Damiano, che ricorda Paul Newman, è il temerario del gruppo : “C’era qualcosa nello sguardo di quel ragazzo, occhi dove la paura non indugiava mai”. A lui spetta il compito di difendere la bellissima madre, ex attrice, non solo dalla voluttà degli uomini del paese, ma dalla possessività e dalla gelosia di un padre-padrone. Coraggioso al punto di sognare e progettare quel tuffo dalla scogliera, un vero e proprio richiamo verso il mare, verso una dimensione ignota e indecifrabile in cui si sente straniero come una povera creatura smarrita: “Ogni volta era una vertigine nuova sbilanciare la testa in avanti e affacciarsi sul blu profondo del mare”. Ma Damiano è anche quel ragazzo gentile, fragile, insicuro quando si trova vicino a Viola, il suo amore segreto.
E, infine, Mimmo, succube di una madre che lo vuole sacerdote a ogni costo: a differenza dei suoi amici, il suo destino se lo porta addosso, “era qualcosa di già deciso”. La fede è il suo porto sicuro, dove ritrovare quella lucidità che sembra aver perso suo padre, periodicamente rinchiuso all’interno di un manicomio, sebbene, in realtà, sia l’unico a dire cose sensate al punto da affascinare i tre ragazzi con le sue parole, le sue massime e i suoi pensieri. Ben presto, a seguito di eventi che si scoprono pagina dopo pagina, la loro giovinezza, che avrebbero dovuto proteggere, “finì di schianto”.

Gli piaceva sedersi di schiena sul bordo della scogliera, perché da lì poteva sentire la voce del mare che chiamava da dietro, e quella voce somigliava alla voce di un antenato.

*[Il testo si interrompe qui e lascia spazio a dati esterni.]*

#![allow(clippy::doc_markdown)] // Allow technical terms like PostgreSQL, SQLx in docs
#![allow(clippy::missing_errors_doc)] // Allow public functions without # Errors sections
#![allow(clippy::must_use_candidate)] // Allow methods without must_use when context is clear

//! # Member Search
//!
//! Dynamic search over members and their (optional) teams, with paged results.
//!
//! ## Overview
//!
//! A search takes a [`search::MemberSearchCondition`] whose fields are all
//! optional. Each present field becomes one predicate; absent or blank fields
//! contribute nothing, and the predicates are combined with AND. Results are
//! rows of the member/team outer join, so members without a team are kept
//! with NULL team columns.
//!
//! Paged searches come in two flavours:
//! - **simple**: content query and count query, always both
//! - **complex**: the count query is skipped when the first page is already
//!   shorter than the page size
//!
//! ## Module Organization
//!
//! - [`models`] - Member and team rows, the joined DTO
//! - [`search`] - Conditions, predicates, paging, and the search service
//! - [`repository`] - The [`repository::MemberStore`] seam with PostgreSQL and in-memory stores
//! - [`query_builder`] - SQL assembly with bound parameters
//! - [`web`] - Axum HTTP surface
//! - [`config`] - Layered configuration
//! - [`logging`] - Tracing setup
//! - [`seed`] - Sample data
//! - [`error`] - Structured error handling
//!
//! ## Quick Start
//!
//! ```rust
//! use std::sync::Arc;
//! use member_search::models::{NewMember, NewTeam};
//! use member_search::repository::{InMemoryMemberStore, MemberStore};
//! use member_search::search::{MemberSearchCondition, MemberSearchService};
//!
//! # tokio_test::block_on(async {
//! let store = Arc::new(InMemoryMemberStore::new());
//! let team = store.save_team(NewTeam::new("teamB")).await?;
//! store.save_member(NewMember::with_team("member4", 40, team.team_id)).await?;
//!
//! let service = MemberSearchService::new(store);
//! let condition = MemberSearchCondition::new().team_name("teamB").age_goe(35);
//! let rows = service.search(&condition).await?;
//! assert_eq!(rows[0].username.as_deref(), Some("member4"));
//! # Ok::<(), member_search::error::MemberSearchError>(())
//! # }).unwrap();
//! ```

pub mod config;
pub mod error;
pub mod logging;
pub mod models;
pub mod query_builder;
pub mod repository;
pub mod search;
pub mod seed;
pub mod web;

pub use error::{MemberSearchError, Result};
pub use models::{Member, MemberTeamDto, Team};
pub use repository::{InMemoryMemberStore, MemberStore, PgMemberStore};
pub use search::{MemberSearchCondition, MemberSearchService, Page, PageRequest};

Un’amicizia sacra, fra disavventure e tragedie

Tra la tempesta di un’adolescenza che “muore giovane” e la continua ricerca di un porto sicuro in cui trovare riparo, l’unica ancora di salvezza da lanciare nel mare burrascoso dell’esistenza è, nel romanzo di Sabatino, l’amicizia che lega indissolubilmente Primo, Mimmo e Damiano, suggellata da un patto reso sacro con il sangue di ognuno spillato e versato nella boccetta di acqua santa che Mimmo porta sempre con sé, e bevuta. La sacralità di tale amicizia li porterà a condividere ogni disavventura, fino alle tragedie che sconvolgeranno la loro vita, un’amicizia che consente anche di “starsene seduti per un’ora sullo schienale di una panchina senza scambiare una sola parola”. Il silenzio è il loro modo di comunicare, condividere le debolezze e mostrare quelle ferite che non evolvono in cicatrici, ma restano aperte a vita.

“Facciamolo. Facciamo un patto. Una cosa seria […] Ci difenderemo a vicenda,” m’infervorai. “Quando qualcuno di noi verrà colpito, direttamente o indirettamente, ci vendicheremo tutti e tre insieme”.

Questo romanzo di Sabatino pone dinanzi al male, al peccato, alla rabbia, all’atrocità e, per questo, può fare male all’anima. Potente, forte, violento, è lento all’inizio, ma diventa convulso e frenetico alla fine, trascinando il lettore in un turbinio di emozioni e sensazioni che lasciano presagire l’imminente catastrofe. Ma, “in quel contesto di annullamento di qualsiasi convenzione sociale, di azzeramento della civiltà”, in cui si è condotti nelle ultime pagine del libro, c’è ancora spazio per un gesto di umanità : “certe volte ci penso, a come saremmo potuti essere”, dice l’io narrante. Il resto è da scoprire, da leggere, pagina dopo pagina.